Each and every line of the data must appear exactly as given.
── GIVEN RECORDS
//! # CeilOS: Ceiling-Priority Operating System
//!
//! A small preemptive, fixed-priority RTOS kernel for single-core
//! microcontrollers (ARM Cortex-M4), with priority-ceiling resources,
//! binary events and rate-monotonic periodic tasks.
//!
//! ## Overview
//!
//! - **Preemptive fixed priorities**: the most urgent READY task always
//!   runs. A *lower* number is a *higher* priority.
//! - **Immediate priority ceiling**: locking a resource raises the holder
//!   to the resource's ceiling, which rules out unbounded priority
//!   inversion and resource deadlock.
//! - **Binary events**: level-triggered, single consumer, no lost wakeups.
//! - **Periodic tasks**: tick-driven releases with deadline monitoring.
//!
//! ## Architecture
//!
//! ```text
//! ┌────────────────────────────────────────────────────────┐
//! │             Application Tasks (fn bodies)               │
//! ├────────────────────────────────────────────────────────┤
//! │                Kernel Context (kernel.rs)               │
//! │     Kernel::new() · start_os() · shutdown_os() · trace  │
//! ├──────────────┬──────────────┬─────────────┬────────────┤
//! │  Scheduler   │  Resources   │   Events    │  Deadlines │
//! │ scheduler.rs │ resource.rs  │  event.rs   │ deadline.rs│
//! │ ─ create     │ ─ get        │ ─ set       │ ─ period   │
//! │ ─ resume     │ ─ release    │ ─ wait      │ ─ check    │
//! │ ─ terminate  │ ─ ceilings   │ ─ clear     │ ─ ticks    │
//! ├──────────────┴──────────────┴─────────────┴────────────┤
//! │     Task Model (task.rs) · Ready/Wait Queues (queue.rs) │
//! │        TCB · Priority · TaskState · Blocker · Wait      │
//! ├────────────────────────────────────────────────────────┤
//! │   Declarations (registry.rs) · Tick Latch (sync.rs)     │
//! └────────────────────────────────────────────────────────┘
//! ```
//!
//! ## Execution Model
//!
//! Task bodies are plain functions, `fn(&mut Kernel, TaskId)`. A task that
//! becomes eligible and outranks the running one runs *nested* inside the
//! kernel call that made it eligible; the preempted body continues when
//! that call returns. A blocking call returns [`Wait::Blocked`] and the
//! body must return; it is entered again from the top once woken.
//!
//! ## Memory Model
//!
//! - **No heap**: every table is a fixed-capacity `heapless` collection
//! - **No `alloc`**: pure `core`
//! - **Fixed-size TCB pool**: `[TaskControlBlock; MAX_TASKS]`
//! - **Interrupts**: only signal a [`sync::TickLatch`]; the kernel itself
//!   is owned and driven by thread mode

#![no_std]

pub mod config;
pub mod deadline;
pub mod error;
pub mod event;
pub mod kernel;
pub mod queue;
pub mod registry;
pub mod resource;
pub mod scheduler;
pub mod sync;
pub mod task;
pub mod trace;

pub use deadline::{DeadlineMiss, DeadlineReport};
pub use error::{KernelError, KernelResult};
pub use event::EventId;
pub use kernel::{Kernel, Phase, TaskSnapshot};
pub use registry::{DeclId, EventDecl, Registry, ResourceDecl, TaskDecl};
pub use resource::{ResourceId, ResourceSnapshot};
pub use task::{Priority, TaskId, TaskState, Wait};
pub use trace::{TraceEvent, TraceRecord};
use std::time::Duration;

use leptos::{create_effect, logging, on_cleanup, set_interval_with_handle, SignalSet};
use platform_host::{local_clock_now, unix_time_ms_now};

use crate::{
    host::DesktopHostContext, persistence, reducer::DesktopAction,
    runtime_context::DesktopRuntimeContext,
};

const CLOCK_TICK: Duration = Duration::from_secs(1);

pub(super) fn install_boot_hydration(host: DesktopHostContext, runtime: DesktopRuntimeContext) {
    create_effect(move |_| {
        let files = persistence::load_desktop_files(host.local_store().as_ref());
        if !files.is_empty() {
            runtime.dispatch_action(DesktopAction::HydrateDesktopFiles { files });
        }
    });

    tick(runtime);
    match set_interval_with_handle(move || tick(runtime), CLOCK_TICK) {
        Ok(handle) => on_cleanup(move || handle.clear()),
        Err(err) => logging::warn!("clock interval install failed: {err:?}"),
    }
}

fn tick(runtime: DesktopRuntimeContext) {
    let clock = local_clock_now();
    runtime.clock.set(clock);
    runtime.dispatch_action(DesktopAction::ClockTick {
        now_ms: unix_time_ms_now(),
        hour: clock.hour,
    });
}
────
● **TASK RESULT**
//! # CeilOS: Ceiling-Priority Operating System
//!
//! A small preemptive, fixed-priority RTOS kernel for single-core
//! microcontrollers (ARM Cortex-M4), with priority-ceiling resources,
//! binary events and rate-monotonic periodic tasks.
//!
//! ## Overview
//!
//! - **Preemptive fixed priorities**: the most urgent READY task always
//!   runs. A *lower* number is a *higher* priority.
//! - **Immediate priority ceiling**: locking a resource raises the holder
//!   to the resource's ceiling, which rules out unbounded priority
//!   inversion and resource deadlock.
//! - **Binary events**: level-triggered, single consumer, no lost wakeups.
//! - **Periodic tasks**: tick-driven releases with deadline monitoring.
//!
//! ## Architecture
//!
//! ```text
//! ┌────────────────────────────────────────────────────────┐
//! │             Application Tasks (fn bodies)               │
//! ├────────────────────────────────────────────────────────┤
//! │                Kernel Context (kernel.rs)               │
//! │     Kernel::new() · start_os() · shutdown_os() · trace  │
//! ├──────────────┬──────────────┬─────────────┬────────────┤
//! │  Scheduler   │  Resources   │   Events    │  Deadlines │
//! │ scheduler.rs │ resource.rs  │  event.rs   │ deadline.rs│
//! │ ─ create     │ ─ get        │ ─ set       │ ─ period   │
//! │ ─ resume     │ ─ release    │ ─ wait      │ ─ check    │
//! │ ─ terminate  │ ─ ceilings   │ ─ clear     │ ─ ticks    │
//! ├──────────────┴──────────────┴─────────────┴────────────┤
//! │     Task Model (task.rs) · Ready/Wait Queues (queue.rs) │
//! │        TCB · Priority · TaskState · Blocker · Wait      │
//! ├────────────────────────────────────────────────────────┤
//! │   Declarations (registry.rs) · Tick Latch (sync.rs)     │
//! └────────────────────────────────────────────────────────┘
//! ```
//!
//! ## Execution Model
//!
//! Task bodies are plain functions, `fn(&mut Kernel, TaskId)`. A task that
//! becomes eligible and outranks the running one runs *nested* inside the
//! kernel call that made it eligible; the preempted body continues when
//! that call returns. A blocking call returns [`Wait::Blocked`] and the
//! body must return; it is entered again from the top once woken.
//!
//! ## Memory Model
//!
//! - **No heap**: every table is a fixed-capacity `heapless` collection
//! - **No `alloc`**: pure `core`
//! - **Fixed-size TCB pool**: `[TaskControlBlock; MAX_TASKS]`
//! - **Interrupts**: only signal a [`sync::TickLatch`]; the kernel itself
//!   is owned and driven by thread mode

#![no_std]

pub mod config;
pub mod deadline;
pub mod error;
pub mod event;
pub mod kernel;
pub mod queue;
pub mod registry;
pub mod resource;
pub mod scheduler;
pub mod sync;
pub mod task;
pub mod trace;

pub use deadline::{DeadlineMiss, DeadlineReport};
pub use error::{KernelError, KernelResult};
pub use event::EventId;
pub use kernel::{Kernel, Phase, TaskSnapshot};
pub use registry::{DeclId, EventDecl, Registry, ResourceDecl, TaskDecl};
pub use resource::{ResourceId, ResourceSnapshot};
pub use task::{Priority, TaskId, TaskState, Wait};
pub use trace::{TraceEvent, TraceRecord};
use std::time::Duration;

use leptos::{create_effect, logging, on_cleanup, set_interval_with_handle, SignalSet};
use platform_host::{local_clock_now, unix_time_ms_now};

use crate::{
    host::DesktopHostContext, persistence, reducer::DesktopAction,
    runtime_context::DesktopRuntimeContext,
};

const CLOCK_TICK: Duration = Duration::from_secs(1);

pub(super) fn install_boot_hydration(host: DesktopHostContext, runtime: DesktopRuntimeContext) {
    create_effect(move |_| {
        let files = persistence::load_desktop_files(host.local_store().as_ref());
        if !files.is_empty() {
            runtime.dispatch_action(DesktopAction::HydrateDesktopFiles { files });
        }
    });

    tick(runtime);
    match set_interval_with_handle(move || tick(runtime), CLOCK_TICK) {
        Ok(handle) => on_cleanup(move || handle.clear()),
        Err(err) => logging::warn!("clock interval install failed: {err:?}"),
    }
}

fn tick(runtime: DesktopRuntimeContext) {
    let clock = local_clock_now();
    runtime.clock.set(clock);
    runtime.dispatch_action(DesktopAction::ClockTick {
        now_ms: unix_time_ms_now(),
        hour: clock.hour,
    });
}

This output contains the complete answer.